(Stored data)
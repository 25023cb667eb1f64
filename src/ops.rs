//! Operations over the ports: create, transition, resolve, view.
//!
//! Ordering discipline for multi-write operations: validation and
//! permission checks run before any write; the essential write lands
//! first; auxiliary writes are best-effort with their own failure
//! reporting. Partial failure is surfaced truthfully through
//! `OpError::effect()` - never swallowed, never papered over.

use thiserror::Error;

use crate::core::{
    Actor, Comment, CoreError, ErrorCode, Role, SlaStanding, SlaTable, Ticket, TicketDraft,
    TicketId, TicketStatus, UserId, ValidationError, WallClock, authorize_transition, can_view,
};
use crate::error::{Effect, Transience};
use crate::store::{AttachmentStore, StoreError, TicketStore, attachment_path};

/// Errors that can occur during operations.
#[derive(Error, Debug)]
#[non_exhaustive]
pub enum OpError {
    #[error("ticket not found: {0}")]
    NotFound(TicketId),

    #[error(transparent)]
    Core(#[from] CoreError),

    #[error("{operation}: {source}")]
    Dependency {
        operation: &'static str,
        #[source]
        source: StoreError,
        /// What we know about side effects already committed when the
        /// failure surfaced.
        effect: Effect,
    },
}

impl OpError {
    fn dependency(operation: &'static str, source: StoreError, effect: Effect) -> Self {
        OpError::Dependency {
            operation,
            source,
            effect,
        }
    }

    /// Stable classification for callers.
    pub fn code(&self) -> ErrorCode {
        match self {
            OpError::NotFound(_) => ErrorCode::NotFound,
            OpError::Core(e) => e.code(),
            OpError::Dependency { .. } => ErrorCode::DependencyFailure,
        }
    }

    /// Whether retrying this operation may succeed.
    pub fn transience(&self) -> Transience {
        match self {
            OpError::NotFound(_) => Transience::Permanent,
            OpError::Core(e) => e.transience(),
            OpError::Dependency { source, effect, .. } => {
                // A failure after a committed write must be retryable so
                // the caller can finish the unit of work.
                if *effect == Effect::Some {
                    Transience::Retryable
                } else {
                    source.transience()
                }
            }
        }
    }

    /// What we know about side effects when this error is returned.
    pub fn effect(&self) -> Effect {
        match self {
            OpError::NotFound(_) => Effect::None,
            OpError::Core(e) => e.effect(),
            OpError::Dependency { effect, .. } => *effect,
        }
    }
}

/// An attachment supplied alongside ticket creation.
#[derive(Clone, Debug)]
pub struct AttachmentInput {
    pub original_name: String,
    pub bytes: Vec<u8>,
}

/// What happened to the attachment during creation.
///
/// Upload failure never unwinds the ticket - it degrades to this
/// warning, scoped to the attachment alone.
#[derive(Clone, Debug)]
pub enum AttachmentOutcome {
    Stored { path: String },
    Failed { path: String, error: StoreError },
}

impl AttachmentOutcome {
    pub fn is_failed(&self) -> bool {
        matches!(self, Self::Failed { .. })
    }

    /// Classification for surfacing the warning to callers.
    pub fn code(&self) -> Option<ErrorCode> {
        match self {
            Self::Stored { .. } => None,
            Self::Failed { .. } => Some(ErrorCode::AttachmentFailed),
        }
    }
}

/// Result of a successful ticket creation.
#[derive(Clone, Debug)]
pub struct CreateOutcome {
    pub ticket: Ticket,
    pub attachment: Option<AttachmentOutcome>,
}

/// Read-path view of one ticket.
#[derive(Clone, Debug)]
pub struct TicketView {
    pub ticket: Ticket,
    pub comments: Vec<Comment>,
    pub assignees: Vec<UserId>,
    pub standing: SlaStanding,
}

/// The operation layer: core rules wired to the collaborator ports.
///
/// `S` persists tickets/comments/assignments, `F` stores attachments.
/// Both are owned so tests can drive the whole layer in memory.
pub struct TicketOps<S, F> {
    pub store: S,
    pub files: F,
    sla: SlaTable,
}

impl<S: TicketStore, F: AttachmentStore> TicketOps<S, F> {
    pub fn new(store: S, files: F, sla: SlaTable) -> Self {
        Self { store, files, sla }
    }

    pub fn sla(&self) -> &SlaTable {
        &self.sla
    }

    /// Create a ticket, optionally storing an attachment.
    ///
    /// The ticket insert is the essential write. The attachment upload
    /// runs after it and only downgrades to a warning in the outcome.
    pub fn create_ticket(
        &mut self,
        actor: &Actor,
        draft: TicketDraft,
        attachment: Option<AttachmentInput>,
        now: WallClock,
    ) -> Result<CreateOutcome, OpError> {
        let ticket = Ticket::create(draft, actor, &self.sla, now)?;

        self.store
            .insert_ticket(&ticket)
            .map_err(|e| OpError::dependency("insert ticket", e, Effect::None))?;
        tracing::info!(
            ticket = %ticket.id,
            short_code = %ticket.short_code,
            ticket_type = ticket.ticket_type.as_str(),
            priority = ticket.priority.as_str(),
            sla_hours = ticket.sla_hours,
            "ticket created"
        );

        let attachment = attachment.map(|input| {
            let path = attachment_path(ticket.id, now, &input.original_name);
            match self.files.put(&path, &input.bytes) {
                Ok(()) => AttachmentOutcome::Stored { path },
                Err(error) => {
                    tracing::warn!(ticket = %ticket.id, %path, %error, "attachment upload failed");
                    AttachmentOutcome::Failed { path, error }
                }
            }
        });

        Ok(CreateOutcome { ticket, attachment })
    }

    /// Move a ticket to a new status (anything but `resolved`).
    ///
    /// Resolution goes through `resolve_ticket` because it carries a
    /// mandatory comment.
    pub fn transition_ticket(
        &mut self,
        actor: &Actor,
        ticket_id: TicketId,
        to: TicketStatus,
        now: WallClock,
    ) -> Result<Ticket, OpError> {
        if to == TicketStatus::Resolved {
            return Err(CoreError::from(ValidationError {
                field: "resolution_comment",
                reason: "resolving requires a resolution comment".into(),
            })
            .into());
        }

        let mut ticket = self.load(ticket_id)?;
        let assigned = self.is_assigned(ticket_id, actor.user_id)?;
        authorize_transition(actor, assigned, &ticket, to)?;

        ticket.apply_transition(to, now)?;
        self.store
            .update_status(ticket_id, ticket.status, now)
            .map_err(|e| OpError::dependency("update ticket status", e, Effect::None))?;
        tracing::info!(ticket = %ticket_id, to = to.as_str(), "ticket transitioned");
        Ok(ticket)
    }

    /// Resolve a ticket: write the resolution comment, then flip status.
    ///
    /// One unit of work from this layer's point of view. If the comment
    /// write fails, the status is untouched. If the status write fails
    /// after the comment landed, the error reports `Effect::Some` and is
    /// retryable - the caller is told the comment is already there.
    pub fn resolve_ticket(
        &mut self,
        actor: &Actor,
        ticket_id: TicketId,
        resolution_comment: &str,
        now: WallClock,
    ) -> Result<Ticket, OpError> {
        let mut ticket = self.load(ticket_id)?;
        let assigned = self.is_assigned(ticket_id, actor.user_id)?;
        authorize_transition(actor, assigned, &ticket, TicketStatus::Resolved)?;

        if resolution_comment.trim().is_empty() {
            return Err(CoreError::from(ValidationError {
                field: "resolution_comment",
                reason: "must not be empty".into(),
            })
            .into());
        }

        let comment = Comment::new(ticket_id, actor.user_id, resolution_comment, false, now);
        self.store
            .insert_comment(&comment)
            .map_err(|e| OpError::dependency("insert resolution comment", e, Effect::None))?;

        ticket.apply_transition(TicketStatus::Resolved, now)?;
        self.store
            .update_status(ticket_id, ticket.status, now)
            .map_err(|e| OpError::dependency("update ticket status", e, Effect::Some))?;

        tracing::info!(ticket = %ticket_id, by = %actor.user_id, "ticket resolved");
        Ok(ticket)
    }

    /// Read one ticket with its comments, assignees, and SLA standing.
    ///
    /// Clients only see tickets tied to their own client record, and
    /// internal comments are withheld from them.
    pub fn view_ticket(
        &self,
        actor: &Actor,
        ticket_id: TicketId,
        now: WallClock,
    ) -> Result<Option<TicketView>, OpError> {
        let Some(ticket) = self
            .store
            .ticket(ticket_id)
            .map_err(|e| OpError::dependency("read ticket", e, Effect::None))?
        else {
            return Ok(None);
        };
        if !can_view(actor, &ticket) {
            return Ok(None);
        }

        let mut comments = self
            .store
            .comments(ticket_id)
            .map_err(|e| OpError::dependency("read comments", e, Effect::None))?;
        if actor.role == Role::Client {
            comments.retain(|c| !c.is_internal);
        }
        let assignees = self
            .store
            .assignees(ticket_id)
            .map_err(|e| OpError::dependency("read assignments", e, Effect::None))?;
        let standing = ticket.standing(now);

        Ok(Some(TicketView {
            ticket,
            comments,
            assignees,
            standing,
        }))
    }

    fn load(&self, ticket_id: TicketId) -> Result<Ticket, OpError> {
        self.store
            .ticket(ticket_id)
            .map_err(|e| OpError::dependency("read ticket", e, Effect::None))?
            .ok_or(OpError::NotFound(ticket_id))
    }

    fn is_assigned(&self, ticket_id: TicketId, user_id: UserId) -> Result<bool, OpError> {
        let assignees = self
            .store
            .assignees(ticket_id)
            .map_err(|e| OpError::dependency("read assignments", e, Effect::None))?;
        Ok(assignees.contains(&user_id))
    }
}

---

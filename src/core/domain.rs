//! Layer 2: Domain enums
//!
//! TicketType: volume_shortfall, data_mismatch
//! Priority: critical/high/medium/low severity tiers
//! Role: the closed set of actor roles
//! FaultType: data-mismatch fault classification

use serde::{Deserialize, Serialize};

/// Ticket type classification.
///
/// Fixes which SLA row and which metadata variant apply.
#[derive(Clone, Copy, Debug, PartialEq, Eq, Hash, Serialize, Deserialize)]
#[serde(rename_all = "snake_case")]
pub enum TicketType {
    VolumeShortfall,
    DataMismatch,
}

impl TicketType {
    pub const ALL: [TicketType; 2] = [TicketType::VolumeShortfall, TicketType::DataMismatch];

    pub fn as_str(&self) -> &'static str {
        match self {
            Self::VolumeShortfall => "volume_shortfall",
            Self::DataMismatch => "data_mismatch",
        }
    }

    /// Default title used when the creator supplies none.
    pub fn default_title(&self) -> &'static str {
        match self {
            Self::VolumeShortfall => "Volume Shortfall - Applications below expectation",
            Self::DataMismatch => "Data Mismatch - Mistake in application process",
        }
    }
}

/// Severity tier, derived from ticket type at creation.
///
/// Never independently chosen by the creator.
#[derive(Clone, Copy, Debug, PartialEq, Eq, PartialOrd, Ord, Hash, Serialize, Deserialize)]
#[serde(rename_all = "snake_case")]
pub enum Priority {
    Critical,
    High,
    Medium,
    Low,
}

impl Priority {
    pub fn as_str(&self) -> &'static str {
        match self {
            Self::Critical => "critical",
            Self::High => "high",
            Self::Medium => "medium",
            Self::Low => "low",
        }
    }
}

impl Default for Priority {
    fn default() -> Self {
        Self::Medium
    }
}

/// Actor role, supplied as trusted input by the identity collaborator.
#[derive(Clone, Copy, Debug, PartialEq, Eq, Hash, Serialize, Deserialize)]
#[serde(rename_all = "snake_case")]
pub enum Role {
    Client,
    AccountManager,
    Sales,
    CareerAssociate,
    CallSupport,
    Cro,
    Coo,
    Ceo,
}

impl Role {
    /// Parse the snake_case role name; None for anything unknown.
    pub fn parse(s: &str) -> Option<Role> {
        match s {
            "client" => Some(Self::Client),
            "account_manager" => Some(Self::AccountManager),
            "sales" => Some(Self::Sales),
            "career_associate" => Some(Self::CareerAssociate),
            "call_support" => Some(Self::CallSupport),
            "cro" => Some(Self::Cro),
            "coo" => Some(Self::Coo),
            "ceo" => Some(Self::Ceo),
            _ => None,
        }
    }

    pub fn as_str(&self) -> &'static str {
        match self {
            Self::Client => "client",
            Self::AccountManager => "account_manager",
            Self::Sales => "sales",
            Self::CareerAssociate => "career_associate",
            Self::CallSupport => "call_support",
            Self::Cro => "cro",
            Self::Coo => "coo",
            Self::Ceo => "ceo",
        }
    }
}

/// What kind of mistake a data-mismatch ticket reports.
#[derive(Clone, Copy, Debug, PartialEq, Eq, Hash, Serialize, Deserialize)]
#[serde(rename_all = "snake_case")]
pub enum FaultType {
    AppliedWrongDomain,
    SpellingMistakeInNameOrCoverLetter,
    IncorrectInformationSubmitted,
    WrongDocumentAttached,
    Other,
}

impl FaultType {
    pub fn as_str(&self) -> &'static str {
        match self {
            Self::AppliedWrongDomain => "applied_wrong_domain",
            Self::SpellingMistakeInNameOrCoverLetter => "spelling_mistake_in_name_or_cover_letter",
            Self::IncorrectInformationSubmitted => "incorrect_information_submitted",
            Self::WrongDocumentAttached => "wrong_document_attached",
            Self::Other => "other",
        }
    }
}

* * *

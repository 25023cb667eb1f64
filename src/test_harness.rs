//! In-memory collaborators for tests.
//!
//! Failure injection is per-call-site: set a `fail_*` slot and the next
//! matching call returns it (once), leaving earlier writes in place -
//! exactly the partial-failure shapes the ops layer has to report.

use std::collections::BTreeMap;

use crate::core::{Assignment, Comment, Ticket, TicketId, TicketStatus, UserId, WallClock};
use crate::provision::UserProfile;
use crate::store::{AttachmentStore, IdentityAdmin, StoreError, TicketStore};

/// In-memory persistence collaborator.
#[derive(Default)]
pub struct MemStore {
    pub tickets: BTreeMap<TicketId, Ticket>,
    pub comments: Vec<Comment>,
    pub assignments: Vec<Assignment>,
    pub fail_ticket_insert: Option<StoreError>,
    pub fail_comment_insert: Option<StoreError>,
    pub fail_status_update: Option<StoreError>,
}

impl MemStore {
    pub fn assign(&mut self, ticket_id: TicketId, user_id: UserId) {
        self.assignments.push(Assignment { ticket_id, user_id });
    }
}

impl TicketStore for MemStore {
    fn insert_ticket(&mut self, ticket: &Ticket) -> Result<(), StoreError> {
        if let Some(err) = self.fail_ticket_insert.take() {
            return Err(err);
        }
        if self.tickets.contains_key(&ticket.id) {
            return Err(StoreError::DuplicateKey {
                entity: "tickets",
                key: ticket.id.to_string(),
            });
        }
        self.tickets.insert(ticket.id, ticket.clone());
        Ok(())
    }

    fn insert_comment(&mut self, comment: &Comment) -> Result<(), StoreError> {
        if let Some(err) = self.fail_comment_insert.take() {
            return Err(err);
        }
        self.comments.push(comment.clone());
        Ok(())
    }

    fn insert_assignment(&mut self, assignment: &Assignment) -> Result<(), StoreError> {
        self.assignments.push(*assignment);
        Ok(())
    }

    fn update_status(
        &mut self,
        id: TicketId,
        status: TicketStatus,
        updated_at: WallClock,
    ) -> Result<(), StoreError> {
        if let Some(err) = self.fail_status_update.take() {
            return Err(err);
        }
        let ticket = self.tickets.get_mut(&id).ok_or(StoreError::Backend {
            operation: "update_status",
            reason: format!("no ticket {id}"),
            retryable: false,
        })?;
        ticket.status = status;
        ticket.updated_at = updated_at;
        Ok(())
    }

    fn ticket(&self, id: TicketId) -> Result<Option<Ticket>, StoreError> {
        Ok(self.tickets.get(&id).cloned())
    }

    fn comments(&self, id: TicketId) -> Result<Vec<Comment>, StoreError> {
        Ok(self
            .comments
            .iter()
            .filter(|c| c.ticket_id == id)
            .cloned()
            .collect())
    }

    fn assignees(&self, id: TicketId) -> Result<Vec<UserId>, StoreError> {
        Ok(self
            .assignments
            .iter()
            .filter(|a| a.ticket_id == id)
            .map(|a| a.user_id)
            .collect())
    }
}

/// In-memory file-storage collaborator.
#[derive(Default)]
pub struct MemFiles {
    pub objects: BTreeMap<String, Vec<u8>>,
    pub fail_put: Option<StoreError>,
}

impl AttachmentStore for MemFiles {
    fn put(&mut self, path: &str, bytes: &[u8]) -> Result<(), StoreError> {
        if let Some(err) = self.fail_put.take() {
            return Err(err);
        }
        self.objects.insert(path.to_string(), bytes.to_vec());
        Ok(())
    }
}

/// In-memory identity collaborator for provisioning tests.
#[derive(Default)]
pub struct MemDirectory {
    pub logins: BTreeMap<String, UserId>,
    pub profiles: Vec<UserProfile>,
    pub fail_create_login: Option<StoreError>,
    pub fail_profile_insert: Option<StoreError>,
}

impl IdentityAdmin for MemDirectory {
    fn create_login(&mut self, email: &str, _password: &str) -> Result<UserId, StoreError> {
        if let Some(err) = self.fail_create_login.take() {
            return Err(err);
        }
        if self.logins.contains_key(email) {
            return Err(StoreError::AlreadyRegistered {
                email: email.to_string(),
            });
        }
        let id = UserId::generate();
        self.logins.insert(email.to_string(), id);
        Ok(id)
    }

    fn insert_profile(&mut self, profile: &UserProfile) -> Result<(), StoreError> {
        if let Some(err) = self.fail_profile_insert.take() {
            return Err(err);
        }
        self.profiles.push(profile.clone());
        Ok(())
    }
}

▸ Task prompt
Scan the entries above for the word "unit" and collect each line holding it.

▸ Answer to this problem
                // the caller can finish the unit of work.
    /// One unit of work from this layer's point of view. If the comment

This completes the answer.